═══ Records provided ═══

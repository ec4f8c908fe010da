#![deny(clippy::expect_used, clippy::unwrap_used)]

//! The root of the chained-segment timer library.
//! 链式分段定时器库的根。
//!
//! 原生定时器原语的时长上界约为 24.8 天（2^31−1 毫秒），超界即刻或
//! 静默错误触发。本库把任意时长的逻辑定时器分解为一串有界原生分段，
//! 在保持可取消、可查询剩余时间的同时覆盖任意延迟。
//!
//! The native timer primitive is bounded at roughly 24.8 days (2^31−1
//! milliseconds); anything beyond misfires immediately or silently. This
//! library decomposes a logical timer of arbitrary span into a chain of
//! bounded native segments, covering any delay while staying cancellable
//! and introspectable.
//!
//! # Quick start
//!
//! ```no_run
//! use std::time::Duration;
//! use tern_timer::{schedule_timeout, CancelSource};
//!
//! #[tokio::main]
//! async fn main() {
//!     // 一次性定时器：60 天的延迟被自动切成受界分段
//!     // One-shot timer: a 60-day delay is carved into bounded segments
//!     let handle = schedule_timeout(Duration::from_secs(60 * 24 * 3600), || {
//!         println!("two months later");
//!     });
//!
//!     // 可被信号取消的挂起
//!     // A suspension cancellable by signal
//!     let source = CancelSource::new();
//!     let signal = source.signal();
//!     tokio::spawn(async move {
//!         let _ = tern_timer::delay_with_signal(Duration::from_secs(3600), &signal).await;
//!     });
//!
//!     source.cancel();
//!     handle.clear();
//! }
//! ```

pub mod driver;
pub mod engine;
pub mod error;
pub mod signal;
pub mod testing;
pub mod timer;

pub use driver::{TimerDriver, TokioTimer, MAX_SEGMENT, MAX_SEGMENT_MILLIS};
pub use engine::{
    clear_all, default_engine, delay, delay_with_signal, schedule_interval, schedule_timeout,
    schedule_timeout_with_signal, TimerEngine, TimerStats,
};
pub use error::{Error, Result};
pub use signal::{CancelSignal, CancelSource};
pub use timer::{Remaining, TimerHandle, TimerId};
//! Repeating timers on the real Tokio driver: exact cadence, long periods
//! and clear semantics.

pub mod common;

use std::sync::atomic::Ordering;
use std::time::Duration;

use common::harness::{counter, init_tracing, settle};
use tern_timer::{TimerEngine, MAX_SEGMENT};

const DAY: Duration = Duration::from_secs(24 * 3600);

#[tokio::test(start_paused = true)]
async fn test_interval_fires_on_exact_grid() {
    init_tracing();
    let engine = TimerEngine::new();
    let (ticks, on_tick) = counter();
    let period = Duration::from_millis(100);

    let handle = engine.schedule_interval(period, on_tick);
    settle().await;
    assert_eq!(ticks.load(Ordering::SeqCst), 0);

    for expected in 1..=10u32 {
        tokio::time::advance(period).await;
        settle().await;
        assert_eq!(ticks.load(Ordering::SeqCst), expected);
    }

    handle.clear();
    tokio::time::advance(5 * period).await;
    settle().await;
    assert_eq!(ticks.load(Ordering::SeqCst), 10);
    assert_eq!(engine.active(), 0);
}

#[tokio::test(start_paused = true)]
async fn test_interval_with_period_beyond_native_bound() {
    init_tracing();
    let engine = TimerEngine::new();
    let (ticks, on_tick) = counter();

    // Each 30-day cycle needs its own chain of native segments
    assert!(30 * DAY > MAX_SEGMENT);
    let handle = engine.schedule_interval(30 * DAY, on_tick);
    settle().await;

    for _ in 0..3 {
        tokio::time::advance(10 * DAY).await;
        settle().await;
    }
    assert_eq!(ticks.load(Ordering::SeqCst), 1);

    for _ in 0..3 {
        tokio::time::advance(10 * DAY).await;
        settle().await;
    }
    assert_eq!(ticks.load(Ordering::SeqCst), 2);

    handle.clear();
    assert_eq!(engine.active(), 0);
}

#[tokio::test(start_paused = true)]
async fn test_interval_keeps_cadence_across_late_wakeups() {
    init_tracing();
    let engine = TimerEngine::new();
    let (ticks, on_tick) = counter();
    let period = Duration::from_millis(100);

    let handle = engine.schedule_interval(period, on_tick);
    settle().await;

    // Sweep past two cycle targets in one jump: one dispatch per completed
    // cycle, anchored to the absolute 100ms grid
    tokio::time::advance(Duration::from_millis(250)).await;
    settle().await;
    assert_eq!(ticks.load(Ordering::SeqCst), 2);

    // By t=800ms eight targets have been crossed in total
    tokio::time::advance(Duration::from_millis(550)).await;
    settle().await;
    assert_eq!(ticks.load(Ordering::SeqCst), 8);

    handle.clear();
}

═══

What this task involves:
Copy the lines from the start of the data verbatim, stopping after the line containing "pub mod signal;".

Final answer:
repository ec4f8c908fe010da
#![deny(clippy::expect_used, clippy::unwrap_used)]

//! The root of the chained-segment timer library.
//! 链式分段定时器库的根。
//!
//! 原生定时器原语的时长上界约为 24.8 天（2^31−1 毫秒），超界即刻或
//! 静默错误触发。本库把任意时长的逻辑定时器分解为一串有界原生分段，
//! 在保持可取消、可查询剩余时间的同时覆盖任意延迟。
//!
//! The native timer primitive is bounded at roughly 24.8 days (2^31−1
//! milliseconds); anything beyond misfires immediately or silently. This
//! library decomposes a logical timer of arbitrary span into a chain of
//! bounded native segments, covering any delay while staying cancellable
//! and introspectable.
//!
//! # Quick start
//!
//! ```no_run
//! use std::time::Duration;
//! use tern_timer::{schedule_timeout, CancelSource};
//!
//! #[tokio::main]
//! async fn main() {
//!     // 一次性定时器：60 天的延迟被自动切成受界分段
//!     // One-shot timer: a 60-day delay is carved into bounded segments
//!     let handle = schedule_timeout(Duration::from_secs(60 * 24 * 3600), || {
//!         println!("two months later");
//!     });
//!
//!     // 可被信号取消的挂起
//!     // A suspension cancellable by signal
//!     let source = CancelSource::new();
//!     let signal = source.signal();
//!     tokio::spawn(async move {
//!         let _ = tern_timer::delay_with_signal(Duration::from_secs(3600), &signal).await;
//!     });
//!
//!     source.cancel();
//!     handle.clear();
//! }
//! ```

pub mod driver;
pub mod engine;
pub mod error;
pub mod signal;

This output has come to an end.